Collected data:
▶

//! Terminal preview of projected rows.

use std::borrow::Cow;
use std::fmt::Write as _;

use crate::data::OutputDataset;

/// Cells wider than this are shortened with a trailing ellipsis.
pub const MAX_CELL_WIDTH: usize = 32;

pub fn render_table(headers: &[String], rows: &[Vec<String>]) -> String {
    let headers = headers.iter().map(|h| fit_cell(h)).collect::<Vec<_>>();
    let rows = rows
        .iter()
        .map(|row| row.iter().map(|cell| fit_cell(cell)).collect::<Vec<_>>())
        .collect::<Vec<_>>();

    let mut widths = headers.iter().map(|h| display_width(h)).collect::<Vec<_>>();
    for row in &rows {
        for (idx, cell) in row.iter().enumerate().take(widths.len()) {
            widths[idx] = widths[idx].max(display_width(cell));
        }
    }
    for width in &mut widths {
        *width = (*width).max(1);
    }

    let mut output = String::new();
    let _ = writeln!(output, "{}", format_row(&headers, &widths));
    let separator = widths
        .iter()
        .map(|w| Cow::Owned("-".repeat(*w)))
        .collect::<Vec<_>>();
    let _ = writeln!(output, "{}", format_row(&separator, &widths));
    for row in &rows {
        let _ = writeln!(output, "{}", format_row(row, &widths));
    }
    output
}

/// Renders the first `limit` rows of the export under its canonical headers.
pub fn render_preview(dataset: &OutputDataset, limit: usize) -> String {
    let headers = dataset
        .headers()
        .into_iter()
        .map(str::to_string)
        .collect::<Vec<_>>();
    render_table(&headers, &dataset.text_rows(Some(limit)))
}

pub fn print_preview(dataset: &OutputDataset, limit: usize) {
    print!("{}", render_preview(dataset, limit));
}

fn format_row(values: &[Cow<'_, str>], widths: &[usize]) -> String {
    let mut line = values
        .iter()
        .zip(widths)
        .map(|(value, width)| {
            let padding = width.saturating_sub(display_width(value));
            format!("{value}{}", " ".repeat(padding))
        })
        .collect::<Vec<_>>()
        .join("  ");
    while line.ends_with(' ') {
        line.pop();
    }
    line
}

fn display_width(value: &str) -> usize {
    value.chars().count()
}

fn fit_cell(value: &str) -> Cow<'_, str> {
    let sanitized = if value.contains(['\n', '\r', '\t']) {
        Cow::Owned(value.replace(['\n', '\r', '\t'], " "))
    } else {
        Cow::Borrowed(value)
    };
    if display_width(&sanitized) <= MAX_CELL_WIDTH {
        return sanitized;
    }
    let mut shortened = sanitized
        .chars()
        .take(MAX_CELL_WIDTH - 1)
        .collect::<String>();
    shortened.push('…');
    Cow::Owned(shortened)
}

◀

### Exercise objective:
Transcribe every entry, keeping each line exactly as it reads.

### Solution to the problem:
//! Terminal preview of projected rows.

use std::borrow::Cow;
use std::fmt::Write as _;

use crate::data::OutputDataset;

/// Cells wider than this are shortened with a trailing ellipsis.
pub const MAX_CELL_WIDTH: usize = 32;

pub fn render_table(headers: &[String], rows: &[Vec<String>]) -> String {
    let headers = headers.iter().map(|h| fit_cell(h)).collect::<Vec<_>>();
    let rows = rows
        .iter()
        .map(|row| row.iter().map(|cell| fit_cell(cell)).collect::<Vec<_>>())
        .collect::<Vec<_>>();

    let mut widths = headers.iter().map(|h| display_width(h)).collect::<Vec<_>>();
    for row in &rows {
        for (idx, cell) in row.iter().enumerate().take(widths.len()) {
            widths[idx] = widths[idx].max(display_width(cell));
        }
    }
    for width in &mut widths {
        *width = (*width).max(1);
    }

    let mut output = String::new();
    let _ = writeln!(output, "{}", format_row(&headers, &widths));
    let separator = widths
        .iter()
        .map(|w| Cow::Owned("-".repeat(*w)))
        .collect::<Vec<_>>();
    let _ = writeln!(output, "{}", format_row(&separator, &widths));
    for row in &rows {
        let _ = writeln!(output, "{}", format_row(row, &widths));
    }
    output
}

/// Renders the first `limit` rows of the export under its canonical headers.
pub fn render_preview(dataset: &OutputDataset, limit: usize) -> String {
    let headers = dataset
        .headers()
        .into_iter()
        .map(str::to_string)
        .collect::<Vec<_>>();
    render_table(&headers, &dataset.text_rows(Some(limit)))
}

pub fn print_preview(dataset: &OutputDataset, limit: usize) {
    print!("{}", render_preview(dataset, limit));
}

fn format_row(values: &[Cow<'_, str>], widths: &[usize]) -> String {
    let mut line = values
        .iter()
        .zip(widths)
        .map(|(value, width)| {
            let padding = width.saturating_sub(display_width(value));
            format!("{value}{}", " ".repeat(padding))
        })
        .collect::<Vec<_>>()
        .join("  ");
    while line.ends_with(' ') {
        line.pop();
    }
    line
}

fn display_width(value: &str) -> usize {
    value.chars().count()
}

fn fit_cell(value: &str) -> Cow<'_, str> {
    let sanitized = if value.contains(['\n', '\r', '\t']) {
        Cow::Owned(value.replace(['\n', '\r', '\t'], " "))
    } else {
        Cow::Borrowed(value)
    };
    if display_width(&sanitized) <= MAX_CELL_WIDTH {
        return sanitized;
    }
    let mut shortened = sanitized
        .chars()
        .take(MAX_CELL_WIDTH - 1)
        .collect::<String>();
    shortened.push('…');
    Cow::Owned(shortened)
}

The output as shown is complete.